So I decided to make a thread to breakdown where each candidate stands. Luckily 538 has made a super simple graph to illustrate this, and has created 2 separate paths to the nomination for Hillary Clinton and Bernie Sanders.
Hillary Clinton at the top, Bernie below her: http://projects.fivethirtyeight.com/...ets/democrats/
For those who aren't clicking the link -- 538 has made projections of where candidates should do well/bad and has said basically "these demopgrahics for this state favor this candidate, they should win this many delegates from this state because of it". It was last updated 9 hours from now, and it doesn't include ANY delegates from Missouri yet.
So there's been a lot of talk about "Sanders has a lot of favorable states to come", that is true. And 538 has worked that into their paths to the nomination.
According to 538 w/o Missouri Clinton is at 108% of her delegate target and Bernie Sanders is at 83% of his target.
The path that has been shaped out for Clinton involves doing below 50%, in some cases 40% in some of the upcoming states to hit her targets for those days. Meaning for her to not hit her targets, she will need less than 40% of the vote in most of the upcoming states.
Likewise for Bernie, since he is below his target, he needs to hit above 55-60% in most of the upcoming states that favor him to get back on track for the nomination.
Going forward, Clinton can win below 50% in a lot of the upcoming contests and still secure the nomination, ESPECIALLY since she is so much above her goal (especially once they add missouri). She has hit her goal in almost all the states and went way past it in many.
Basically, the wins that Sanders will have, according to 538 are already baked into their model -- Meaning she can lost a lot of upcoming contests and still walk away the Nominee.
Right now, Clinton is on a path to the nomination, with needing less than 50% of delegates from a lot of the upcoming contests, and about 50% or a little more from some to hit the magic number.
Bernie Sanders however needs to exceed all of his targets by a good margin to win. So he's already favored to win a majority of upcoming states, most of the smaller ones, he now needs to exceed those targets that already have him winning 55-60% of the state and win MORE delegates, or else he just can't get the nom.
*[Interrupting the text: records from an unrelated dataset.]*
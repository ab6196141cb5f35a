use std::collections::HashMap;

use candle_core::{backprop::GradStore, DType, Tensor, Var};
use serde::{Deserialize, Serialize};

use crate::TrainingError;

#[derive(Debug, Clone, Copy)]
pub struct AdamConfig {
    pub learning_rate: f64,
    pub beta1: f64,
    pub beta2: f64,
    pub epsilon: f64,
}

impl AdamConfig {
    pub fn new(learning_rate: f64, beta1: f64, beta2: f64) -> Self {
        Self {
            learning_rate,
            beta1,
            beta2,
            epsilon: 1e-8,
        }
    }
}

/// Adam over a named set of parameters, possibly drawn from several
/// networks. Names are expected to be unique (`<network>.<param>`).
#[derive(Debug)]
pub struct Adam {
    config: AdamConfig,
    params: Vec<ParameterSlot>,
    step: usize,
}

#[derive(Debug)]
struct ParameterSlot {
    name: String,
    param: Var,
    dtype: DType,
    first_moment: Tensor,
    second_moment: Tensor,
}

impl Adam {
    pub fn new(named_parameters: Vec<(String, Var)>, config: AdamConfig) -> Result<Self, TrainingError> {
        if named_parameters.is_empty() {
            return Err(TrainingError::initialization(
                "optimizer requires at least one parameter",
            ));
        }

        let mut params = Vec::with_capacity(named_parameters.len());
        for (name, var) in named_parameters {
            let tensor = var.as_tensor();
            if !tensor.dtype().is_float() {
                return Err(TrainingError::initialization(format!(
                    "optimizer received non-floating parameter '{}'",
                    name
                )));
            }
            let first_moment = Tensor::zeros(tensor.dims(), DType::F32, tensor.device())?;
            let second_moment = Tensor::zeros(tensor.dims(), DType::F32, tensor.device())?;
            params.push(ParameterSlot {
                name,
                dtype: tensor.dtype(),
                param: var,
                first_moment,
                second_moment,
            });
        }

        Ok(Self {
            config,
            params,
            step: 0,
        })
    }

    pub fn learning_rate(&self) -> f64 {
        self.config.learning_rate
    }

    pub fn set_learning_rate(&mut self, lr: f64) {
        self.config.learning_rate = lr;
    }

    pub fn num_parameters(&self) -> usize {
        self.params.len()
    }

    /// Applies one update from the gradients of this optimizer's parameters,
    /// removing them from `grads`. Parameters without a gradient are skipped.
    pub fn step(&mut self, grads: &mut GradStore) -> Result<(), TrainingError> {
        let mut updates = Vec::new();
        for (idx, slot) in self.params.iter().enumerate() {
            if let Some(grad) = grads.remove(slot.param.as_tensor()) {
                updates.push((idx, grad.to_dtype(DType::F32)?));
            }
        }
        if updates.is_empty() {
            return Ok(());
        }

        self.step += 1;
        let cfg = self.config;
        let scale_m = 1.0 / (1.0 - cfg.beta1.powi(self.step as i32));
        let scale_v = 1.0 / (1.0 - cfg.beta2.powi(self.step as i32));

        for (idx, grad) in updates {
            let slot = &mut self.params[idx];
            let new_m = (slot.first_moment.affine(cfg.beta1, 0.0)?
                + grad.affine(1.0 - cfg.beta1, 0.0)?)?;
            let new_v = (slot.second_moment.affine(cfg.beta2, 0.0)?
                + grad.sqr()?.affine(1.0 - cfg.beta2, 0.0)?)?;

            let denom = new_v.affine(scale_v, 0.0)?.sqrt()?.affine(1.0, cfg.epsilon)?;
            let update = new_m
                .affine(scale_m, 0.0)?
                .div(&denom)?
                .affine(cfg.learning_rate, 0.0)?;

            let next = slot.param.as_tensor().to_dtype(DType::F32)?.sub(&update)?;
            slot.param.set(&next.to_dtype(slot.dtype)?)?;
            slot.first_moment = new_m;
            slot.second_moment = new_v;
        }

        Ok(())
    }

    pub fn zero_grad(&self, grads: &mut GradStore) {
        for slot in &self.params {
            let _ = grads.remove(slot.param.as_tensor());
        }
    }

    pub fn state(&self) -> Result<OptimizerState, TrainingError> {
        let mut parameters = Vec::with_capacity(self.params.len());
        for slot in &self.params {
            parameters.push(ParameterState {
                name: slot.name.clone(),
                shape: slot.param.as_tensor().dims().to_vec(),
                first_moment: slot.first_moment.flatten_all()?.to_vec1::<f32>()?,
                second_moment: slot.second_moment.flatten_all()?.to_vec1::<f32>()?,
            });
        }

        Ok(OptimizerState {
            step: self.step,
            learning_rate: self.config.learning_rate,
            parameters,
        })
    }

    pub fn load_state(&mut self, state: OptimizerState) -> Result<(), TrainingError> {
        let mut by_name: HashMap<_, _> = state
            .parameters
            .into_iter()
            .map(|param| (param.name.clone(), param))
            .collect();

        let mut restored = Vec::with_capacity(self.params.len());
        for slot in &self.params {
            let saved = by_name.remove(&slot.name).ok_or_else(|| {
                TrainingError::runtime(format!("optimizer state missing parameter '{}'", slot.name))
            })?;
            let dims = slot.param.as_tensor().dims();
            if dims != saved.shape.as_slice() {
                return Err(TrainingError::runtime(format!(
                    "optimizer state shape mismatch for '{}': expected {:?}, found {:?}",
                    slot.name, dims, saved.shape
                )));
            }
            let expected: usize = dims.iter().product();
            if saved.first_moment.len() != expected || saved.second_moment.len() != expected {
                return Err(TrainingError::runtime(format!(
                    "optimizer state size mismatch for '{}'",
                    slot.name
                )));
            }
            let device = slot.param.as_tensor().device();
            restored.push((
                Tensor::from_vec(saved.first_moment, dims, device)?,
                Tensor::from_vec(saved.second_moment, dims, device)?,
            ));
        }

        if !by_name.is_empty() {
            let mut extra: Vec<_> = by_name.into_keys().collect();
            extra.sort();
            return Err(TrainingError::runtime(format!(
                "optimizer state has parameters not present in the model: {}",
                extra.join(", ")
            )));
        }

        for (slot, (first, second)) in self.params.iter_mut().zip(restored) {
            slot.first_moment = first;
            slot.second_moment = second;
        }
        self.step = state.step;
        self.config.learning_rate = state.learning_rate;
        Ok(())
    }
}

#[derive(Debug, Clone, Serialize, Deserialize)]
pub struct OptimizerState {
    pub step: usize,
    pub learning_rate: f64,
    pub parameters: Vec<ParameterState>,
}

#[derive(Debug, Clone, Serialize, Deserialize)]
pub struct ParameterState {
    pub name: String,
    pub shape: Vec<usize>,
    pub first_moment: Vec<f32>,
    pub second_moment: Vec<f32>,
}

#[cfg(test)]
mod tests {
    use super::*;
    use candle_core::Device;

    fn quadratic_step(opt: &mut Adam, var: &Var) -> Result<(), TrainingError> {
        let loss = var.as_tensor().sqr()?.sum_all()?;
        let mut grads = loss.backward()?;
        opt.step(&mut grads)
    }

    #[test]
    fn first_step_moves_by_learning_rate() -> Result<(), TrainingError> {
        let var = Var::from_tensor(&Tensor::new(&[1f32, -2.0], &Device::Cpu)?)?;
        let mut opt = Adam::new(vec![("w".into(), var.clone())], AdamConfig::new(0.1, 0.5, 0.999))?;
        quadratic_step(&mut opt, &var)?;
        let values = var.as_tensor().to_vec1::<f32>()?;
        assert!((values[0] - 0.9).abs() < 1e-4, "{values:?}");
        assert!((values[1] + 1.9).abs() < 1e-4, "{values:?}");
        Ok(())
    }

    #[test]
    fn state_round_trip_resumes_identically() -> Result<(), TrainingError> {
        let device = Device::Cpu;
        let a = Var::from_tensor(&Tensor::new(&[0.5f32, 1.5], &device)?)?;
        let b = Var::from_tensor(&Tensor::new(&[0.5f32, 1.5], &device)?)?;
        let config = AdamConfig::new(0.05, 0.5, 0.999);
        let mut opt_a = Adam::new(vec![("w".into(), a.clone())], config)?;
        quadratic_step(&mut opt_a, &a)?;

        let mut opt_b = Adam::new(vec![("w".into(), b.clone())], config)?;
        opt_b.load_state(opt_a.state()?)?;
        b.set(a.as_tensor())?;

        quadratic_step(&mut opt_a, &a)?;
        quadratic_step(&mut opt_b, &b)?;
        assert_eq!(a.as_tensor().to_vec1::<f32>()?, b.as_tensor().to_vec1::<f32>()?);
        Ok(())
    }

    #[test]
    fn mismatched_state_is_rejected() -> Result<(), TrainingError> {
        let device = Device::Cpu;
        let var = Var::from_tensor(&Tensor::zeros(3, DType::F32, &device)?)?;
        let other = Var::from_tensor(&Tensor::zeros(2, DType::F32, &device)?)?;
        let opt = Adam::new(vec![("w".into(), other)], AdamConfig::new(0.1, 0.5, 0.999))?;
        let mut target = Adam::new(vec![("w".into(), var)], AdamConfig::new(0.1, 0.5, 0.999))?;
        assert!(target.load_state(opt.state()?).is_err());
        Ok(())
    }
}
TLDR: Clinton is on a good path to the nomination with not needing to actually win a majority of remaining states (she needs to pull out wins in most of the big ones remaining, where she is favored however, they can even be close wins). And Sanders needs big wins in every single upcoming contest, no more tie business. A tie is a win for Hillary. Everytime he ties means he has less room to make up his deficit.
-----------------------------------------------------------Upcoming Contests---------------------------------------------------------------------------
There are 8 upcoming contests that total 373 delegates. Clintons total goal for all of these? Only 161. Meaning she can win less than half (and she'll probably win in Arizona) to be remain ahead of her path to the nomination.
For Sanders, it's not simple math. Because he can't just HIT his goals, he needs to start exceeding them or he can't win. So yes he's probably going to win 7 out of 8 states, but the problem is even if he wins 50-55% of all of them and loses arizona by like 55-45, he ends up still being behind his overall goal, which is a problem.
Then on April 19th will be NY, Sanders needs a landslide victory to start cutting into her lead, or else he's really going to have a problem. The next 9 contests including NY will almost determine the race, if he isn't exceeding his targets in every single state including NY, the math will only become harder and harder.